Mandó parar la carroza, bajaron los dos al agua, Felipe y el eunuco, y lo
bautizó. Cuando salieron del agua, el Espíritu del Señor arrebató a Felipe.
El eunuco no volvió a verlo, y siguió su camino lleno de alegría.
Felipe se encontró en Azoto y fue anunciando la Buena Nueva en todos los
poblados hasta que llegó a Cesarea.
Palabra de Dios
Salmo: 65,8-9.16-17.20
R/. Aclamad al Señor, tierra entera
Bendecid, pueblos, a nuestro Dios,
haced resonar sus alabanzas,
porque él nos ha devuelto la vida
y no dejó que tropezaran nuestros pies. R/.

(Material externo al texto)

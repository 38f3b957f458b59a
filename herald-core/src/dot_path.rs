//! Dot-path addressing into nested JSON values.
//!
//! A dot path such as `a.b[0].c[2]` is split on `.`; each piece is then
//! tokenised into maximal runs of non-bracket characters (mapping keys) and
//! bracketed non-negative integers (sequence indices). Characters that fit
//! neither form, such as a stray `[` or `]`, are skipped. There is no quoting,
//! no negative index and no wildcard: `a[-1]` reads the key `-1`, which then
//! fails to resolve against a sequence.

use std::{fmt, str::FromStr};

use serde_json::Value;
use thiserror::Error;

/// One step of a parsed [`DotPath`].
#[derive(Debug, Clone, PartialEq, Eq)]
pub enum Segment {
    /// Descend into a mapping by key.
    Key(String),
    /// Descend into a sequence by position.
    Index(usize),
}

/// Errors raised while parsing or resolving a dot path.
#[derive(Debug, Error, PartialEq, Eq)]
pub enum PathError {
    /// A key segment was applied to something other than a mapping.
    #[error("not a mapping before key '{key}'")]
    NotAMapping {
        /// Key that could not be applied.
        key: String,
    },
    /// The mapping has no entry for the key.
    #[error("key '{key}' not found")]
    KeyNotFound {
        /// Missing key.
        key: String,
    },
    /// An index segment was applied to something other than a sequence.
    #[error("not a sequence before index {index}")]
    NotASequence {
        /// Index that could not be applied.
        index: usize,
    },
    /// The index lies beyond the end of the sequence.
    #[error("index {index} out of range for sequence of length {len}")]
    IndexOutOfRange {
        /// Requested position.
        index: usize,
        /// Length of the sequence.
        len: usize,
    },
    /// The bracketed digits do not fit in `usize`.
    #[error("index [{raw}] is too large")]
    IndexOverflow {
        /// Digits as written in the path.
        raw: String,
    },
}

/// A parsed dot path.
///
/// # Examples
///
/// ```
/// use herald_core::{DotPath, Segment};
/// use serde_json::json;
///
/// # fn main() -> Result<(), herald_core::PathError> {
/// let path = DotPath::parse("a.b[0].c")?;
/// assert_eq!(path.segments().len(), 4);
/// assert_eq!(path.segments().get(2), Some(&Segment::Index(0)));
///
/// let mut doc = json!({"a": {"b": [{"c": {"x": 1}}]}});
/// let target = path.resolve_mut(&mut doc)?;
/// assert_eq!(target, &json!({"x": 1}));
/// # Ok(())
/// # }
/// ```
#[derive(Debug, Clone, PartialEq, Eq)]
pub struct DotPath {
    raw: String,
    segments: Vec<Segment>,
}

impl DotPath {
    /// Tokenise `raw` into segments.
    pub fn parse(raw: &str) -> Result<Self, PathError> {
        let mut segments = Vec::new();
        for piece in raw.split('.') {
            tokenise_piece(piece, &mut segments)?;
        }
        Ok(Self {
            raw: raw.to_owned(),
            segments,
        })
    }

    /// Parsed segments in traversal order.
    #[must_use]
    pub fn segments(&self) -> &[Segment] {
        &self.segments
    }

    /// Path text as supplied to [`DotPath::parse`].
    #[must_use]
    pub fn as_str(&self) -> &str {
        &self.raw
    }

    /// Walk `root` segment by segment and return the addressed value.
    ///
    /// A path without segments resolves to `root` itself.
    pub fn resolve_mut<'v>(&self, root: &'v mut Value) -> Result<&'v mut Value, PathError> {
        self.segments
            .iter()
            .try_fold(root, |current, segment| segment.descend(current))
    }
}

impl Segment {
    fn descend<'v>(&self, current: &'v mut Value) -> Result<&'v mut Value, PathError> {
        match self {
            Self::Key(key) => match current {
                Value::Object(map) => map
                    .get_mut(key)
                    .ok_or_else(|| PathError::KeyNotFound { key: key.clone() }),
                _ => Err(PathError::NotAMapping { key: key.clone() }),
            },
            Self::Index(index) => match current {
                Value::Array(items) => {
                    let len = items.len();
                    items
                        .get_mut(*index)
                        .ok_or(PathError::IndexOutOfRange { index: *index, len })
                }
                _ => Err(PathError::NotASequence { index: *index }),
            },
        }
    }
}

impl FromStr for DotPath {
    type Err = PathError;

    fn from_str(raw: &str) -> Result<Self, Self::Err> {
        Self::parse(raw)
    }
}

impl fmt::Display for DotPath {
    fn fmt(&self, f: &mut fmt::Formatter<'_>) -> fmt::Result {
        f.write_str(&self.raw)
    }
}

fn tokenise_piece(piece: &str, segments: &mut Vec<Segment>) -> Result<(), PathError> {
    let mut rest = piece;
    while let Some(first) = rest.chars().next() {
        if first == '[' {
            if let Some((digits, tail)) = bracketed_digits(rest) {
                let index = digits
                    .parse::<usize>()
                    .map_err(|_| PathError::IndexOverflow {
                        raw: digits.to_owned(),
                    })?;
                segments.push(Segment::Index(index));
                rest = tail;
                continue;
            }
        }
        if first == '[' || first == ']' {
            let mut chars = rest.chars();
            chars.next();
            rest = chars.as_str();
            continue;
        }
        let end = rest.find(['[', ']']).unwrap_or(rest.len());
        let (key, tail) = rest.split_at(end);
        segments.push(Segment::Key(key.to_owned()));
        rest = tail;
    }
    Ok(())
}

/// Split `[123]rest` into `("123", "rest")`.
fn bracketed_digits(input: &str) -> Option<(&str, &str)> {
    let inner = input.strip_prefix('[')?;
    let digits_end = inner
        .find(|c: char| !c.is_ascii_digit())
        .unwrap_or(inner.len());
    let (digits, tail) = inner.split_at(digits_end);
    if digits.is_empty() {
        return None;
    }
    let after = tail.strip_prefix(']')?;
    Some((digits, after))
}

Los que teméis a Dios, venid a escuchar,
os contaré lo que ha hecho conmigo:
a él gritó mi boca
y lo ensalzó mi lengua. R/.
Bendito sea Dios, que no rechazó mi súplica
ni me retiró su favor. R/.
Lectura del santo evangelio según san Juan (6,44-51):
EN aquel tiempo, dijo Jesús al gentío:
«Nadie puede venir a mí si no lo atrae el Padre que me ha enviado, Y yo lo
resucitaré en el último día.
Está escrito en los profetas:
“Serán todos discípulos de Dios”. Todo el que escucha al Padre y aprende,
viene a mí.
No es que alguien haya visto al Padre, a no ser el que está junto a Dios:
ese ha visto al Padre.
En verdad, en verdad os digo: el que cree tiene vida eterna.
Yo soy el pan de la vida.
Vuestros padres comieron en el desierto el maná y murieron; este es el pan
que baja del cielo, para que el hombre coma de él y no muera.
Yo soy el pan vivo que ha bajado del cielo; el que coma de este pan vivirá
para siempre. Y el pan que yo daré es mi carne por la vida del mundo».
Palabra del Señor
1. Para
empezar a entender este texto, se ha de tener en cuenta, ante todo, la
diferencia radical que Jesús establece entre "lo trascendente" (Dios)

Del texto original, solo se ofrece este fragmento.